→ **About this exercise**: Within the material below, find each line bearing the word "bool" and present it.

+++ Data for analysis +++

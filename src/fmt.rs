#![macro_use]
#![allow(unused_macros)]

// Logging shims. Each macro forwards to `log` or `defmt` depending on the
// enabled feature, and swallows its arguments when neither is.

macro_rules! trace {
    ($s:literal $(, $x:expr)* $(,)?) => {
        {
            #[cfg(feature = "log")]
            ::log::trace!($s $(, $x)*);
            #[cfg(feature = "defmt")]
            ::defmt::trace!($s $(, $x)*);
            #[cfg(not(any(feature = "log", feature = "defmt")))]
            let _ = ($( & $x ),*);
        }
    };
}

macro_rules! debug {
    ($s:literal $(, $x:expr)* $(,)?) => {
        {
            #[cfg(feature = "log")]
            ::log::debug!($s $(, $x)*);
            #[cfg(feature = "defmt")]
            ::defmt::debug!($s $(, $x)*);
            #[cfg(not(any(feature = "log", feature = "defmt")))]
            let _ = ($( & $x ),*);
        }
    };
}

macro_rules! warn {
    ($s:literal $(, $x:expr)* $(,)?) => {
        {
            #[cfg(feature = "log")]
            ::log::warn!($s $(, $x)*);
            #[cfg(feature = "defmt")]
            ::defmt::warn!($s $(, $x)*);
            #[cfg(not(any(feature = "log", feature = "defmt")))]
            let _ = ($( & $x ),*);
        }
    };
}
use super::config::{BusConfig, Line};
use core::convert::Infallible;
use embedded_hal::digital::{InputPin, OutputPin};

/// Software access to the open-drain lines of the bus.
///
/// A floating line reads as 1 through the external pull-up. A line is pulled
/// to 0 only while it is in output mode with its latch written low.
pub trait Wire {
    /// Release the line so it floats high.
    fn set_input(&mut self, line: Line);
    /// Put the line into output mode, driving whatever its latch holds.
    fn set_output(&mut self, line: Line);
    /// Latch the line's output value low.
    fn write_low(&mut self, line: Line);
    /// Sample the line's logic level.
    fn read_level(&mut self, line: Line) -> bool;
}

impl<T: Wire + ?Sized> Wire for &mut T {
    fn set_input(&mut self, line: Line) {
        T::set_input(self, line)
    }

    fn set_output(&mut self, line: Line) {
        T::set_output(self, line)
    }

    fn write_low(&mut self, line: Line) {
        T::write_low(self, line)
    }

    fn read_level(&mut self, line: Line) -> bool {
        T::read_level(self, line)
    }
}

/// One open-drain pin with emulated direction and latch.
struct OpenDrain<P> {
    pin: P,
    line: Line,
    output: bool,
    latch_low: bool,
}

impl<P> OpenDrain<P>
where
    P: OutputPin<Error = Infallible> + InputPin<Error = Infallible>,
{
    fn new(pin: P, line: Line) -> Self {
        let mut this = Self {
            pin,
            line,
            output: false,
            latch_low: false,
        };
        this.apply();
        this
    }

    fn apply(&mut self) {
        let result = if self.output && self.latch_low {
            self.pin.set_low()
        } else {
            self.pin.set_high()
        };
        result.unwrap_or_else(|e| match e {})
    }

    fn is_high(&mut self) -> bool {
        self.pin.is_high().unwrap_or_else(|e| match e {})
    }
}

/// [`Wire`] over two `embedded-hal` open-drain pins.
///
/// The pins must release the line when set high, which is how open-drain
/// outputs behave on most HALs.
pub struct PinWire<SCL, SDA> {
    scl: OpenDrain<SCL>,
    sda: OpenDrain<SDA>,
}

impl<SCL, SDA> PinWire<SCL, SDA>
where
    SCL: OutputPin<Error = Infallible> + InputPin<Error = Infallible>,
    SDA: OutputPin<Error = Infallible> + InputPin<Error = Infallible>,
{
    /// Binds the pins to the lines named in `config`. Both start released.
    pub fn new(config: &BusConfig, scl: SCL, sda: SDA) -> Self {
        Self {
            scl: OpenDrain::new(scl, config.scl),
            sda: OpenDrain::new(sda, config.sda),
        }
    }

    pub fn release(self) -> (SCL, SDA) {
        (self.scl.pin, self.sda.pin)
    }

    fn with_line<R>(
        &mut self,
        line: Line,
        scl: impl FnOnce(&mut OpenDrain<SCL>) -> R,
        sda: impl FnOnce(&mut OpenDrain<SDA>) -> R,
    ) -> Option<R> {
        if line == self.scl.line {
            Some(scl(&mut self.scl))
        } else if line == self.sda.line {
            Some(sda(&mut self.sda))
        } else {
            warn!("no pin bound to line {:?}", line);
            None
        }
    }
}

impl<SCL, SDA> Wire for PinWire<SCL, SDA>
where
    SCL: OutputPin<Error = Infallible> + InputPin<Error = Infallible>,
    SDA: OutputPin<Error = Infallible> + InputPin<Error = Infallible>,
{
    fn set_input(&mut self, line: Line) {
        self.with_line(
            line,
            |pin| {
                pin.output = false;
                pin.apply()
            },
            |pin| {
                pin.output = false;
                pin.apply()
            },
        );
    }

    fn set_output(&mut self, line: Line) {
        self.with_line(
            line,
            |pin| {
                pin.output = true;
                pin.apply()
            },
            |pin| {
                pin.output = true;
                pin.apply()
            },
        );
    }

    fn write_low(&mut self, line: Line) {
        self.with_line(
            line,
            |pin| {
                pin.latch_low = true;
                pin.apply()
            },
            |pin| {
                pin.latch_low = true;
                pin.apply()
            },
        );
    }

    fn read_level(&mut self, line: Line) -> bool {
        // An unbound line is not driven by us, so it reads as floating.
        self.with_line(line, OpenDrain::is_high, OpenDrain::is_high)
            .unwrap_or(true)
    }
}
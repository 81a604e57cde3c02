//! Bit-banged I2C master over two GPIO lines.
//!
//! Both lines are driven open-drain: a line is pulled low by switching it to
//! output with its latch set low, and released by switching it back to input
//! so the pull-up brings it high. The pins are reached through the [`Wire`]
//! trait; [`PinWire`] adapts `embedded-hal` pins, [`trace::LoggingWire`] and
//! [`trace::DetachedWire`] help with debugging.
//!
//! [`I2cMaster`] offers byte-level primitives, block transfers framed
//! according to [`BusConfig`], and implements [`embedded_hal::i2c::I2c`] so
//! drivers such as [`m24sr::NfcTag`] can run on top of it.
//!
//! ```ignore
//! let wire = PinWire::new(&BusConfig::default(), scl, sda);
//! let mut master = I2cMaster::with_defaults(wire, delay);
//! master.write_block(0x50, &[0x00, 0x10])?;
//! ```
#![cfg_attr(not(test), no_std)]
mod fmt;

mod config;
mod error;
mod hal;
pub mod m24sr;
mod master;
mod primitive;
#[cfg(test)]
mod sim;
pub mod trace;
mod wire;

pub use config::{BusConfig, Line};
pub use error::{Error, ErrorKind, TagError};
pub use master::I2cMaster;
pub use wire::{PinWire, Wire};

+++

→ **Result**:
    fn read_level(&mut self, line: Line) -> bool;
    fn read_level(&mut self, line: Line) -> bool {
    output: bool,
    latch_low: bool,
    fn is_high(&mut self) -> bool {
    fn read_level(&mut self, line: Line) -> bool {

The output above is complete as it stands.